Description of the task.
A single figure is required: the number of lines in the data below that hold the word "IntoResponse".

***** Data provided

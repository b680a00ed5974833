use crate::core::types::{
    Color, ColorCounts, ColorPercentages, LAND_MARKER, ManaCurve, ResolvedCard,
};
use tracing::warn;

/// Everything derived from one set of resolved cards.
#[derive(Debug, Clone, Default, PartialEq)]
pub struct DeckStats {
    /// Nonland cards only; colors with zero cards are absent.
    pub color_counts: ColorCounts,
    pub color_percentages: ColorPercentages,
    pub mana_curve: ManaCurve,
    pub land_count: u64,
    pub nonland_count: u64,
}

impl DeckStats {
    pub fn total_cards(&self) -> u64 {
        self.land_count + self.nonland_count
    }
}

/// Quantity-weighted color identity and mana curve over nonland cards.
#[derive(Default)]
pub struct DeckAggregator;

impl DeckAggregator {
    pub fn new() -> Self {
        Self
    }

    pub fn aggregate(&self, cards: &[ResolvedCard]) -> DeckStats {
        let (lands, nonlands) = self.partition_lands(cards);

        let color_counts = self.count_color_identity(&nonlands);
        let color_percentages = self.color_percentages(&color_counts);
        let mana_curve = self.mana_curve(&nonlands);

        DeckStats {
            color_counts,
            color_percentages,
            mana_curve,
            land_count: total_quantity(&lands),
            nonland_count: total_quantity(&nonlands),
        }
    }

    /// Returns `(lands, nonlands)`, preserving input order.
    pub fn partition_lands<'a>(
        &self,
        cards: &'a [ResolvedCard],
    ) -> (Vec<&'a ResolvedCard>, Vec<&'a ResolvedCard>) {
        cards.iter().partition(|c| c.is_land())
    }

    pub fn count_color_identity(&self, nonlands: &[&ResolvedCard]) -> ColorCounts {
        let mut counts: ColorCounts = Color::ALL.iter().map(|c| (*c, 0)).collect();

        for card in nonlands {
            let quantity = u64::from(card.quantity);

            if card.color_identity.is_empty() {
                // lands should already be partitioned out; re-checked because
                // colorless lands must never count as 'C'
                if !card.type_line.contains(LAND_MARKER) {
                    *counts.entry(Color::C).or_default() += quantity;
                }
                continue;
            }

            for code in &card.color_identity {
                match Color::from_code(code) {
                    Some(color) => *counts.entry(color).or_default() += quantity,
                    None => warn!(card = %card.name, code = %code, "Unexpected color identity"),
                }
            }
        }

        counts.retain(|_, v| *v > 0);
        counts
    }

    pub fn color_percentages(&self, counts: &ColorCounts) -> ColorPercentages {
        let total: u64 = counts.values().sum();
        if total == 0 {
            return ColorPercentages::new();
        }

        counts
            .iter()
            .map(|(color, v)| (*color, *v as f64 / total as f64 * 100.0))
            .collect()
    }

    pub fn mana_curve(&self, nonlands: &[&ResolvedCard]) -> ManaCurve {
        let mut curve = ManaCurve::new();
        for card in nonlands {
            *curve.entry(card.cmc_bucket()).or_default() += u64::from(card.quantity);
        }
        curve
    }
}

fn total_quantity(cards: &[&ResolvedCard]) -> u64 {
    cards.iter().map(|c| u64::from(c.quantity)).sum()
}
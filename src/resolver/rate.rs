use anyhow::{Context, Result};
use governor::clock::DefaultClock;
use governor::state::{InMemoryState, NotKeyed};
use governor::{Quota, RateLimiter};
use std::num::NonZeroU32;
use std::sync::Arc;
use std::time::Duration;

/// Process-wide spacing gate for outbound card lookups.
///
/// One cell per `spacing`, burst of one: the first caller passes immediately and
/// every later caller waits until `spacing` has elapsed since the previous one,
/// regardless of which request it belongs to.
#[derive(Clone)]
pub struct RateGate {
    limiter: Arc<RateLimiter<NotKeyed, InMemoryState, DefaultClock>>,
    spacing: Duration,
}

impl RateGate {
    pub fn new(spacing: Duration) -> Result<Self> {
        let quota = Quota::with_period(spacing)
            .context("rate limit spacing must be non-zero")?
            .allow_burst(NonZeroU32::MIN);

        Ok(Self {
            limiter: Arc::new(RateLimiter::direct(quota)),
            spacing,
        })
    }

    pub async fn until_ready(&self) {
        self.limiter.until_ready().await;
    }

    pub fn spacing(&self) -> Duration {
        self.spacing
    }
}

#[cfg(test)]
mod tests {
    use super::*;
    use std::time::Instant;

    #[test]
    fn test_zero_spacing_is_rejected() {
        assert!(RateGate::new(Duration::ZERO).is_err());
    }

    #[tokio::test]
    async fn test_consecutive_calls_are_spaced() {
        let gate = RateGate::new(Duration::from_millis(40)).unwrap();
        assert_eq!(gate.spacing(), Duration::from_millis(40));

        let start = Instant::now();
        for _ in 0..4 {
            gate.until_ready().await;
        }
        // first pass is free, three waits follow
        assert!(start.elapsed() >= Duration::from_millis(110));
    }

    #[tokio::test]
    async fn test_clones_share_the_same_budget() {
        let gate = RateGate::new(Duration::from_millis(50)).unwrap();
        let other = gate.clone();

        let start = Instant::now();
        gate.until_ready().await;
        other.until_ready().await;
        assert!(start.elapsed() >= Duration::from_millis(40));
    }
}
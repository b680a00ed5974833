use crate::core::error::AnalyzeError;
use axum::Json;
use axum::http::StatusCode;
use axum::response::{IntoResponse, Response};
use serde_json::json;
use thiserror::Error;
use tracing::{error, warn};

#[derive(Debug, Error)]
pub enum ApiError {
    #[error("{0}")]
    BadRequest(String),

    #[error(transparent)]
    Analyze(#[from] AnalyzeError),
}

impl ApiError {
    pub fn status(&self) -> StatusCode {
        match self {
            ApiError::BadRequest(_) => StatusCode::BAD_REQUEST,
            ApiError::Analyze(e) if e.is_client_error() => StatusCode::BAD_REQUEST,
            ApiError::Analyze(_) => StatusCode::INTERNAL_SERVER_ERROR,
        }
    }
}

impl IntoResponse for ApiError {
    fn into_response(self) -> Response {
        let status = self.status();
        if status.is_server_error() {
            error!(error = %self, "Request failed");
        } else {
            warn!(error = %self, "Rejected request");
        }
        (status, Json(json!({ "detail": self.to_string() }))).into_response()
    }
}
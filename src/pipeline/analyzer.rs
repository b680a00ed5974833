use crate::charts::renderer::ChartRenderer;
use crate::core::error::{AnalyzeError, RenderError};
use crate::core::types::{DeckAnalysis, DeckSummary, DecklistEntry, ResolvedCard};
use crate::deck::aggregator::DeckAggregator;
use crate::decklist::parser::parse_decklist;
use crate::resolver::client::CardResolver;
use crate::resolver::rate::RateGate;
use std::sync::Arc;
use tracing::{info, warn};

/// Decklist text in, statistics and charts out.
///
/// Lookups run one at a time through the shared `RateGate`; a failed lookup
/// drops that entry and the batch carries on.
pub struct DeckAnalyzer {
    resolver: Arc<dyn CardResolver>,
    renderer: Arc<dyn ChartRenderer>,
    gate: RateGate,
    aggregator: DeckAggregator,
}

impl DeckAnalyzer {
    pub fn new(
        resolver: Arc<dyn CardResolver>,
        renderer: Arc<dyn ChartRenderer>,
        gate: RateGate,
    ) -> Self {
        Self {
            resolver,
            renderer,
            gate,
            aggregator: DeckAggregator::new(),
        }
    }

    #[tracing::instrument(skip_all, fields(bytes = decklist.len()))]
    pub async fn analyze(&self, decklist: &str) -> Result<DeckAnalysis, AnalyzeError> {
        let result = self.run(decklist).await;
        let outcome = match &result {
            Ok(_) => "ok",
            Err(e) => e.outcome(),
        };
        metrics::counter!("deck_analysis_total", "outcome" => outcome).increment(1);
        result
    }

    async fn run(&self, decklist: &str) -> Result<DeckAnalysis, AnalyzeError> {
        let entries = parse_decklist(decklist)?;
        info!(entries = entries.len(), "Resolving decklist");

        let (cards, unresolved) = self.resolve_entries(&entries).await;
        if cards.is_empty() {
            warn!(unresolved = unresolved.len(), "No card in the decklist resolved");
            return Err(AnalyzeError::NoCardsResolved);
        }

        let stats = self.aggregator.aggregate(&cards);
        info!(
            resolved = cards.len(),
            unresolved = unresolved.len(),
            lands = stats.land_count,
            nonlands = stats.nonland_count,
            "Deck aggregated"
        );

        let color_chart = chart_or_empty(self.renderer.color_pie(&stats.color_counts))?;
        let curve_chart = chart_or_empty(self.renderer.mana_curve_bar(&stats.mana_curve))?;
        let breakdown_chart =
            chart_or_empty(self.renderer.color_breakdown(&stats.color_percentages))?;

        let summary = DeckSummary {
            total_cards: stats.total_cards(),
            land_count: stats.land_count,
            nonland_count: stats.nonland_count,
            unresolved,
        };

        Ok(DeckAnalysis {
            cards,
            color_distribution: stats.color_counts,
            color_percentages: stats.color_percentages,
            mana_curve: stats.mana_curve,
            color_chart_base64: color_chart,
            mana_curve_chart_base64: curve_chart,
            color_breakdown_chart_base64: breakdown_chart,
            chart_media_type: self.renderer.media_type().to_string(),
            summary,
        })
    }

    /// Resolves entries in order. Returns the resolved cards and the names that failed.
    async fn resolve_entries(&self, entries: &[DecklistEntry]) -> (Vec<ResolvedCard>, Vec<String>) {
        let mut cards = Vec::with_capacity(entries.len());
        let mut unresolved = Vec::new();

        for entry in entries {
            self.gate.until_ready().await;
            info!(card = %entry.raw_name, quantity = entry.quantity, "Processing");

            match self.resolver.resolve(&entry.raw_name).await {
                Ok(attributes) => {
                    metrics::counter!("cards_lookup_total", "outcome" => "resolved").increment(1);
                    cards.push(ResolvedCard::new(attributes, entry.quantity));
                }
                Err(e) => {
                    metrics::counter!("cards_lookup_total", "outcome" => e.outcome()).increment(1);
                    warn!(card = %entry.raw_name, error = %e, "Skipping card");
                    unresolved.push(entry.raw_name.clone());
                }
            }
        }

        (cards, unresolved)
    }
}

fn chart_or_empty(rendered: Result<String, RenderError>) -> Result<String, AnalyzeError> {
    match rendered {
        Ok(image) => Ok(image),
        Err(RenderError::Unavailable(_)) => Ok(String::new()),
        Err(e) => Err(anyhow::Error::new(e).into()),
    }
}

**********

Result of this task.
2